The Times' tedious investigation revealed the supposedly hidden hand of Karl Rove

The group's Republican connections begin with location: While its public address is a drop box at a United Parcel Service store in Alexandria, Va., Mr. DeMaura actually works out of space that is sublet from a Republican consulting shop, Crossroads Media, whose other clients include the national Republican Party, the Republican Governors Association and American Crossroads, a Karl Rove-backed group raising millions to support Republican candidates.

Crossroads Media is run by Michael Dubke and David Carney, who along with several business groups helped start Americans for Job Security in 1997. Mr. Carney had been political director for President George Bush, and Mr. Dubke was the first executive director and then president of Americans for Job Security until April 2008, when Mr. DeMaura, recruited by Mr. Carney, took over.

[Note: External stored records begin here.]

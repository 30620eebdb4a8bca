use super::prelude::*;

/// Always replies "no such attribute". Harmless: lets Finder/clients probe
/// for extended attributes without treating it as a real error.
pub fn getxattr(_fs: &mut MountFs, _req: &Request, _ino: u64, _name: &OsStr, _size: u32, reply: ReplyXattr) {
    #[cfg(target_os = "macos")]
    reply.error(ENOATTR);

    #[cfg(not(target_os = "macos"))]
    reply.error(ENODATA);
}

/// Fakes success without storing anything. Avoids user-visible errors when
/// Finder (or similar) tries to tag a file with metadata this system has
/// no place to keep.
pub fn setxattr(_fs: &mut MountFs, _req: &Request, _ino: u64, _name: &OsStr, _value: &[u8], _flags: i32, _position: u32, reply: ReplyEmpty) {
    reply.ok();
}

pub fn listxattr(_fs: &mut MountFs, _req: &Request, _ino: u64, size: u32, reply: ReplyXattr) {
    if size == 0 {
        reply.size(0);
    } else {
        reply.data(&[]);
    }
}

pub fn removexattr(_fs: &mut MountFs, _req: &Request, _ino: u64, _name: &OsStr, reply: ReplyEmpty) {
    reply.ok();
}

The Times found it newsworthy that one of the affiliated "Republican" groups committed the ghastly crime of issuing an ad that someone thought insulted people from India.

In May, the group ran an ad attacking a labor-backed Democrat in an Arkansas Senate primary, Bill Halter, for having served on the board of a technology company that opened an office in India. The ad - placed by Crossroads and produced by another Republican-connected company in the office suite, WWP Strategies - played ethnic music, featured Indians in colorful garb expressing gratitude toward Mr. Halter for their jobs, and was widely derided as insulting toward people from India.


The Times piled on more allegations and complaints from unlabeled left-wing watchdog, Public Citizen that their anti-Rove complaints were not taken up by the IRS.

Other aspects of the group's operations have come under scrutiny as well. In 2007, Public Citizen filed complaints with the Internal Revenue Service and the Federal Election Commission, contending that Americans for Job Security spent the vast majority of its resources electioneering - running ads close to elections - contrary to I.R.S. guidelines for tax-exempt, nonprofit business groups.

Public Citizen said it never heard back from the I.R.S. At the election commission, staff lawyers agreed that there was "reason to believe" that the group had violated campaign finance laws, and recommended a full investigation. But the commission deadlocked along party lines, and the complaint was dropped.